Va bene avvocata e pompiera, ma state attente
È giusto combattere il sessismo linguistico però la lingua è materia viva, dominata più dall’uso che dalle regole
Può darsi che un giorno nella lingua italiana si dirà avvocata, ingegnera, rettora, pompiera e così via, ma questi termini non si possono disporre dall’alto. La lingua non funziona così, non è un sistema rigido, è materia viva e oscillante, dominata più dall’uso che dalle regole. La variazione delle parole dipende da tanti motivi: dal contesto ( situazione, relazioni, interlocutore, ecc.), dallo spazio ( area geografica di provenienza di chi parla), dal mezzo ( conversazione faccia a faccia, telefono, lettera, mail, chat) e da altro ancora. Quando il fascismo ha tentato di disciplinare l’intero repertorio linguistico italiano, non limitandosi al controllo della lingua nazionale ( sua diffusione, insegnamento, uso) ma ingerendosi nelle parlate dialettali, in quelle dei territori alloglotti ( Alto Adige e Venezia Giulia), e infine contrastando i prestiti da lingue straniere, ha mostrato tutta la sua pochezza culturale. Come ci ha insegnato George Orwell in 1984, ogni neolingua ( Newspeak) ha un fondo ideologico che tende a « restringere al massimo la sfera d’azione del pensiero » . Per questo, benché si possano condividere le “buone intenzioni” della presidente della Camera dei Deputati, Laura Boldrini, che ha inviato a tutti i deputati una lettera per invitarli a rispettare la parità di genere linguistica quando parlano di deputate e ministre donne, evitando di riferirsi a loro con titoli maschili, si fa molta fatica a condividerne il tono prescrittivo. Certo, esiste un sessismo storico nella lingua italiana difficile da sradicare ( anche perché la lingua italiana, rispetto al latino, ha perso il genere neutro, che avrebbe risolto un mucchio di problemi), ma, per esempio, se al posto di “uomo di strada” ( per indicare l’uomo comune, l’ordinary man) metto “donna di strada” non basta il cambiamento di genere per fare igiene linguistica. C’è il rischio di creare equivoci e imbarazzi.

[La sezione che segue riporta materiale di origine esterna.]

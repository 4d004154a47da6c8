use std::fs::{create_dir_all, write};

use assert_cmd::Command;
use predicates::prelude::*;
use tempfile::tempdir;

fn write_config(dir: &std::path::Path, source_dir: &std::path::Path) -> std::path::PathBuf {
    let path = dir.join("mercury.yaml");
    let yaml = format!(
        "source_dir: {}\nrepository:\n  url: https://github.com/ornato-t/paolo-sernini\n  clone_dir: {}\n  author_name: Paolo Sernini\n  author_email: paolo@example.com\ncredential_env: MERCURY_CLI_TEST_TOKEN\n",
        source_dir.display(),
        dir.join("site").display()
    );
    write(&path, yaml).expect("Writing temp config failed");
    path
}

#[test]
fn discover_lists_documents_without_side_effects() {
    let tmp = tempdir().unwrap();
    let drafts = tmp.path().join("drafts");
    create_dir_all(&drafts).unwrap();
    write(drafts.join("post1.docx"), b"x").unwrap();
    write(drafts.join("post2.docx"), b"x").unwrap();
    write(drafts.join("notes.txt"), b"x").unwrap();
    let config = write_config(tmp.path(), &drafts);

    let mut cmd = Command::cargo_bin("mercury").expect("Binary exists");
    cmd.current_dir(tmp.path())
        .arg("discover")
        .arg("--config")
        .arg(&config);

    cmd.assert()
        .success()
        .stdout(predicate::str::contains("post1").and(predicate::str::contains("post2")))
        .stdout(predicate::str::contains("notes").not());
    assert!(!tmp.path().join("site").exists());
}

#[test]
fn publish_without_credential_fails_before_touching_the_repository() {
    let tmp = tempdir().unwrap();
    let drafts = tmp.path().join("drafts");
    create_dir_all(&drafts).unwrap();
    let config = write_config(tmp.path(), &drafts);

    let mut cmd = Command::cargo_bin("mercury").expect("Binary exists");
    cmd.current_dir(tmp.path())
        .env_remove("MERCURY_CLI_TEST_TOKEN")
        .arg("publish")
        .arg("--config")
        .arg(&config);

    cmd.assert()
        .failure()
        .stderr(predicate::str::contains("MERCURY_CLI_TEST_TOKEN"));
    assert!(!tmp.path().join("site").exists());
}

#[test]
fn missing_subcommand_prints_usage() {
    let mut cmd = Command::cargo_bin("mercury").expect("Binary exists");
    cmd.assert()
        .failure()
        .stderr(predicate::str::contains("Usage"));
}
use crate::cli::parser::Cli;
use crate::config::Config;
use crate::db::app_log;
use crate::db::initialize::init_db;
use crate::db::pool::DbPool;
use crate::errors::AppResult;
use crate::ui::messages::{success, warning};

/// Handle the `init` command
///
/// This initializes:
///  - the config directory and file (skipped in test mode)
///  - the SQLite database
///  - all pending DB migrations
pub fn handle(cli: &Cli) -> AppResult<()> {
    //
    // 1️⃣ Config file + DB location
    //
    let db_path = Config::init_all(cli.db.clone(), cli.test)?;
    let db_path = db_path.to_string_lossy().to_string();

    println!("⚙️  Initializing rStreaks…");
    println!("🗄️  Database   : {}", &db_path);

    //
    // 2️⃣ Open DB (creates the file) and run migrations
    //
    let pool = DbPool::new(&db_path)?;
    init_db(&pool.conn)?;

    success(format!("Database initialized at {}", &db_path));

    //
    // 3️⃣ Internal log (non-blocking)
    //
    if let Err(e) = app_log::record(
        &pool.conn,
        "init",
        "Database initialized",
        &format!("Database initialized at {}", &db_path),
    ) {
        warning(format!("Failed to write internal log: {}", e));
    }

    println!("🎉 rStreaks initialization completed!");
    Ok(())
}
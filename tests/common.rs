#![allow(dead_code)]
use assert_cmd::{Command, cargo_bin_cmd};
use chrono::{DateTime, FixedOffset};
use rstreaks::db::initialize::init_db;
use rstreaks::db::pool::DbPool;
use std::env;
use std::fs;
use std::path::PathBuf;

pub fn rst() -> Command {
    cargo_bin_cmd!("rstreaks")
}

/// Create a unique test DB path inside the system temp dir and remove any
/// leftovers (including WAL side files) from a previous run
pub fn setup_test_db(name: &str) -> String {
    let mut path: PathBuf = env::temp_dir();
    path.push(format!("{}_rstreaks.sqlite", name));
    let db_path = path.to_string_lossy().to_string();
    for suffix in ["", "-wal", "-shm"] {
        fs::remove_file(format!("{db_path}{suffix}")).ok();
    }
    db_path
}

/// Fresh in-memory database with the full schema
pub fn memory_pool() -> DbPool {
    let pool = DbPool::in_memory().expect("open in-memory db");
    init_db(&pool.conn).expect("init db");
    pool
}

/// File database at `db_path` with the full schema
pub fn file_pool(db_path: &str) -> DbPool {
    let pool = DbPool::new(db_path).expect("open db");
    init_db(&pool.conn).expect("init db");
    pool
}

/// RFC 3339 literal → timestamp
pub fn at(s: &str) -> DateTime<FixedOffset> {
    DateTime::parse_from_rfc3339(s).expect("valid RFC 3339 literal")
}

/// Initialize a DB through the CLI in test mode (no config file written)
pub fn init_cli_db(db_path: &str) {
    rst()
        .args(["--db", db_path, "--test", "init"])
        .assert()
        .success();
}
use crate::cli::parser::Commands;
use crate::config::Config;
use crate::config::migrate::{add_missing_fields, check_missing_fields};
use crate::core::config::ConfigLogic;
use crate::errors::AppResult;
use crate::ui::messages::{success, warning};

/// Handle the `config` subcommand
pub fn handle(cmd: &Commands, cfg: &Config) -> AppResult<()> {
    if let Commands::Config {
        print_config,
        check,
        migrate,
        edit_config,
        editor,
    } = cmd
    {
        let path = Config::config_file();

        if *print_config {
            ConfigLogic::print(cfg)?;
        }

        if (*check || *migrate) && !path.exists() {
            warning(format!(
                "No configuration file at {} (run `rstreaks init`)",
                path.display()
            ));
            return Ok(());
        }

        if *check {
            let missing = check_missing_fields(&path)?;
            if missing.is_empty() {
                success("Configuration file is complete.");
            } else {
                warning(format!(
                    "Missing fields: {} (fix with `rstreaks config --migrate`)",
                    missing.join(", ")
                ));
            }
        }

        if *migrate {
            add_missing_fields(&path)?;
        }

        if *edit_config {
            ConfigLogic::edit(&path, editor)?;
        }
    }

    Ok(())
}
pub mod config;
pub mod create;
pub mod del;
pub mod list;
pub mod log;
pub mod reset;
use super::log_entry::LogEntry;
use chrono::{DateTime, FixedOffset};
use serde::Serialize;

#[derive(Debug, Clone, Serialize, PartialEq, Eq)]
pub struct Streak {
    pub id: i64,
    pub title: String,                    // ⇔ streaks.title (immutable)
    pub start_date: DateTime<FixedOffset>, // ⇔ streaks.start_date (RFC 3339)
    pub last_reset: DateTime<FixedOffset>, // ⇔ streaks.last_reset (RFC 3339)
}

impl Streak {
    /// Whole days elapsed since the last reset, never negative.
    ///
    /// This is the value the UI shows as the streak "count"; it is derived
    /// on read and never stored.
    pub fn days_since_reset(&self, now: DateTime<FixedOffset>) -> i64 {
        (now - self.last_reset).num_days().max(0)
    }
}

/// Outcome of a delete: the row as it was, plus its full history
/// (the `delete` entry included).
#[derive(Debug, Clone, Serialize)]
pub struct DeletedStreak {
    pub streak: Streak,
    pub log: Vec<LogEntry>,
}
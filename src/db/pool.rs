//! SQLite connection wrapper (one connection per CLI invocation).

use crate::errors::AppResult;
use rusqlite::{Connection, Result, Transaction, TransactionBehavior};
use std::path::Path;
use std::time::Duration;

/// How long a writer waits for another connection's transaction to finish.
pub const DEFAULT_BUSY_TIMEOUT_MS: u64 = 5_000;

pub struct DbPool {
    pub conn: Connection,
}

impl DbPool {
    pub fn new(path: &str) -> Result<Self> {
        Self::open(path, Duration::from_millis(DEFAULT_BUSY_TIMEOUT_MS))
    }

    /// Open `path` with an explicit busy timeout.
    ///
    /// File databases are switched to WAL so readers never wait on the writer.
    pub fn open(path: &str, busy_timeout: Duration) -> Result<Self> {
        let conn = Connection::open(Path::new(path))?;
        conn.busy_timeout(busy_timeout)?;

        if path != ":memory:" {
            let _mode: String = conn.query_row("PRAGMA journal_mode=WAL", [], |row| row.get(0))?;
        }

        Ok(Self { conn })
    }

    /// Private in-memory database, gone when the pool is dropped.
    pub fn in_memory() -> Result<Self> {
        let conn = Connection::open_in_memory()?;
        Ok(Self { conn })
    }

    /// Run `func` inside a single `BEGIN IMMEDIATE` transaction.
    ///
    /// The write lock is taken before `func` reads anything, so concurrent
    /// writers serialize instead of racing on stale rows. `Ok` commits;
    /// any `Err` drops the transaction, which rolls everything back.
    pub fn write_tx<F, T>(&mut self, func: F) -> AppResult<T>
    where
        F: FnOnce(&Transaction<'_>) -> AppResult<T>,
    {
        let tx = self
            .conn
            .transaction_with_behavior(TransactionBehavior::Immediate)?;
        let out = func(&tx)?;
        tx.commit()?;
        Ok(out)
    }
}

EFFETTO PERVERSO. Come aveva dimostrato Stefano Bartezzaghi nel suo libro Non se ne può più, bisogna stare attenti a declinare alcuni nomi dal maschile al femminile, perché l’effetto è spesso perverso ( un cortigiano, un massaggiatore, un uomo facile, un cubista, un passeggiatore, un maiale, un uomo di vita, un mercenario, e così via). Forse è più ragionevole rispettare sempre un uso già consolidato, perché la lingua è un organismo vivo, non cristallizzato in una norma astratta lontana dalla realtà: cambia lentamente, secondo gli usi e i costumi. Come sostiene Gian Luigi Beccaria, « il grande giudice della lingua è l’uso ( o “magistrato alle acque”), lento e levigante » . È giusto combattere il sessismo linguistico, ma bisogna stare anche attenti al carattere prescrittivo ( totalitarismo democratico?) che procede negando la realtà, cioè il fatto linguistico, e dando tutto il potere a formule “astratte” che deformano in modo anche grottesco ciò che nel sentire comune non è.